━━ Material for the task

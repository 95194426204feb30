//! Error types for chunk failure handling.

use serde::{Deserialize, Serialize};
use std::error::Error as StdError;
use std::fmt;
use std::sync::Arc;

/// Phase of chunk processing in which a failure occurred
#[derive(Debug, Clone, Copy, PartialEq, Eq, Hash, Serialize, Deserialize)]
#[serde(rename_all = "lowercase")]
pub enum ChunkPhase {
    Read,
    Process,
    Write,
}

impl fmt::Display for ChunkPhase {
    fn fmt(&self, f: &mut fmt::Formatter<'_>) -> fmt::Result {
        match self {
            Self::Read => write!(f, "read"),
            Self::Process => write!(f, "process"),
            Self::Write => write!(f, "write"),
        }
    }
}

/// A failure raised by a reader, processor or writer, tagged with its error type name.
///
/// The type name is what the retry and skip classifiers match against.
#[derive(Debug, Clone)]
pub struct ChunkError {
    type_name: String,
    message: String,
    cause: Option<Arc<dyn StdError + Send + Sync>>,
}

impl ChunkError {
    pub fn new(type_name: impl Into<String>, message: impl Into<String>) -> Self {
        Self {
            type_name: type_name.into(),
            message: message.into(),
            cause: None,
        }
    }

    /// Attach the underlying error that triggered this chunk failure
    pub fn with_cause<E>(mut self, cause: E) -> Self
    where
        E: StdError + Send + Sync + 'static,
    {
        self.cause = Some(Arc::new(cause));
        self
    }

    pub fn type_name(&self) -> &str {
        &self.type_name
    }

    pub fn message(&self) -> &str {
        &self.message
    }
}

impl fmt::Display for ChunkError {
    fn fmt(&self, f: &mut fmt::Formatter<'_>) -> fmt::Result {
        write!(f, "{}: {}", self.type_name, self.message)
    }
}

impl StdError for ChunkError {
    fn source(&self) -> Option<&(dyn StdError + 'static)> {
        self.cause
            .as_deref()
            .map(|cause| cause as &(dyn StdError + 'static))
    }
}

/// Outcome of a failure the policy could not absorb
#[derive(Debug, thiserror::Error)]
pub enum PolicyError {
    /// Retry limit reached or the error is not retryable; the caller gives up
    #[error("Error in {phase} phase is not retryable: {source}")]
    NonRetryable { phase: ChunkPhase, source: ChunkError },

    /// Skip limit reached or the error is not skippable; the caller gives up
    #[error("Error in {phase} phase is not skippable: {source}")]
    NonSkippable { phase: ChunkPhase, source: ChunkError },

    /// A registered listener failed while being notified
    #[error(transparent)]
    Listener(#[from] anyhow::Error),
}

impl PolicyError {
    /// The chunk error that could not be absorbed, if any
    pub fn chunk_error(&self) -> Option<&ChunkError> {
        match self {
            Self::NonRetryable { source, .. } | Self::NonSkippable { source, .. } => Some(source),
            Self::Listener(_) => None,
        }
    }

    pub fn phase(&self) -> Option<ChunkPhase> {
        match self {
            Self::NonRetryable { phase, .. } | Self::NonSkippable { phase, .. } => Some(*phase),
            Self::Listener(_) => None,
        }
    }
}

pub type PolicyResult<T> = Result<T, PolicyError>;

#[cfg(test)]
mod tests {
    use super::*;

    #[test]
    fn test_chunk_error_exposes_cause() {
        let io = std::io::Error::new(std::io::ErrorKind::TimedOut, "socket timed out");
        let error = ChunkError::new("TimeoutError", "reader stalled").with_cause(io);

        assert_eq!(error.to_string(), "TimeoutError: reader stalled");
        assert_eq!(
            error.source().map(|s| s.to_string()),
            Some("socket timed out".to_string())
        );
    }

    #[test]
    fn test_policy_error_accessors() {
        let error = PolicyError::NonSkippable {
            phase: ChunkPhase::Write,
            source: ChunkError::new("DataError", "bad row"),
        };
        assert_eq!(error.phase(), Some(ChunkPhase::Write));
        assert_eq!(error.chunk_error().map(ChunkError::type_name), Some("DataError"));
        assert!(error.to_string().contains("write phase"));

        let listener: PolicyError = anyhow::anyhow!("listener blew up").into();
        assert!(listener.phase().is_none());
        assert_eq!(listener.to_string(), "listener blew up");
    }
}
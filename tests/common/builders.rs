//! Kernel and job definition builders shared across integration tests.

use super::fakes::{InMemoryPersistence, ScriptedRunner, StaticJobModels};
use batch_kernel::config::KernelConfig;
use batch_kernel::events::BroadcastEventPublisher;
use batch_kernel::models::{
    ArtifactRef, Chunk, ExceptionClassFilter, ExecutionElement, Flow, JobDefinition,
    JslProperties, Partition, PartitionPlan, Split, Step,
};
use batch_kernel::orchestration::{BatchKernel, BatchKernelBuilder, WorkerPool};
use std::sync::Arc;

/// Configuration with short shutdown timings for tests
pub fn test_config() -> KernelConfig {
    KernelConfig {
        environment: "test".to_string(),
        shutdown_grace_period_ms: 300,
        shutdown_poll_interval_ms: 10,
        server_id: "test-server".to_string(),
        rest_url: "https://localhost:9443/batch".to_string(),
        ..KernelConfig::default()
    }
}

/// Everything a kernel test needs to drive and inspect the kernel
pub struct KernelHarness {
    pub kernel: BatchKernel,
    pub persistence: Arc<InMemoryPersistence>,
    pub job_models: Arc<StaticJobModels>,
    pub runner: Arc<ScriptedRunner>,
    pub events: BroadcastEventPublisher,
}

pub struct KernelHarnessBuilder {
    runner: Arc<ScriptedRunner>,
    config: KernelConfig,
    worker_pool: Option<Arc<dyn WorkerPool>>,
}

impl KernelHarnessBuilder {
    pub fn new(runner: Arc<ScriptedRunner>) -> Self {
        Self {
            runner,
            config: test_config(),
            worker_pool: None,
        }
    }

    pub fn with_config(mut self, config: KernelConfig) -> Self {
        self.config = config;
        self
    }

    pub fn with_worker_pool(mut self, worker_pool: Arc<dyn WorkerPool>) -> Self {
        self.worker_pool = Some(worker_pool);
        self
    }

    /// Must be called inside a tokio runtime when no worker pool is supplied
    pub fn build(self) -> KernelHarness {
        let persistence = InMemoryPersistence::new();
        let job_models = StaticJobModels::new();
        let events = BroadcastEventPublisher::new(64);

        let mut builder: BatchKernelBuilder =
            BatchKernel::builder(persistence.clone(), job_models.clone(), self.runner.clone())
                .with_config(self.config)
                .with_event_sink(Arc::new(events.clone()));
        if let Some(pool) = self.worker_pool {
            builder = builder.with_worker_pool(pool);
        }

        KernelHarness {
            kernel: builder.build().expect("kernel should build"),
            persistence,
            job_models,
            runner: self.runner,
            events,
        }
    }
}

pub fn chunk_step(id: &str) -> Step {
    let mut chunk = Chunk::default();
    chunk.reader = Some(ArtifactRef::new("recordReader"));
    chunk.writer = Some(ArtifactRef::new("recordWriter"));
    chunk.set_item_count("10");
    chunk.set_retry_limit("3");
    chunk.retryable_exception_classes = Some(ExceptionClassFilter::including(["IoError"]));

    let mut step = Step::new(id);
    step.chunk = Some(chunk);
    step.properties = Some(JslProperties::from_pairs([("table", "accounts")]));
    step
}

/// A chunk step partitioned into `partitions` partitions with one property set each
pub fn partitioned_step(id: &str, partitions: u32) -> Step {
    let mut step = chunk_step(id);
    let properties = (0..partitions)
        .map(|index| {
            let mut props = JslProperties::from_pairs([("partitionNumber", index.to_string())]);
            props.partition = Some(index.to_string());
            props
        })
        .collect();
    step.partition = Some(Partition {
        mapper: None,
        plan: Some(PartitionPlan {
            partitions: Some(partitions.to_string()),
            threads: Some(partitions.to_string()),
            properties,
        }),
        collector: None,
        analyzer: None,
        reducer: None,
    });
    step
}

pub fn split_with_flows(split_id: &str, flow_ids: &[&str]) -> Split {
    Split {
        id: split_id.to_string(),
        next: None,
        flows: flow_ids
            .iter()
            .map(|flow_id| {
                Flow::new(*flow_id)
                    .with_element(ExecutionElement::Step(chunk_step(&format!("{flow_id}-step"))))
            })
            .collect(),
    }
}

pub fn simple_job(job_name: &str) -> JobDefinition {
    JobDefinition::new(job_name).with_element(ExecutionElement::Step(chunk_step("load")))
}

━━━━

> Problem statement: Every line of the entries above that holds "ArtifactRef" should be copied out.

> Answer to this problem:
    ArtifactRef, Chunk, ExceptionClassFilter, ExecutionElement, Flow, JobDefinition,
    chunk.reader = Some(ArtifactRef::new("recordReader"));
    chunk.writer = Some(ArtifactRef::new("recordWriter"));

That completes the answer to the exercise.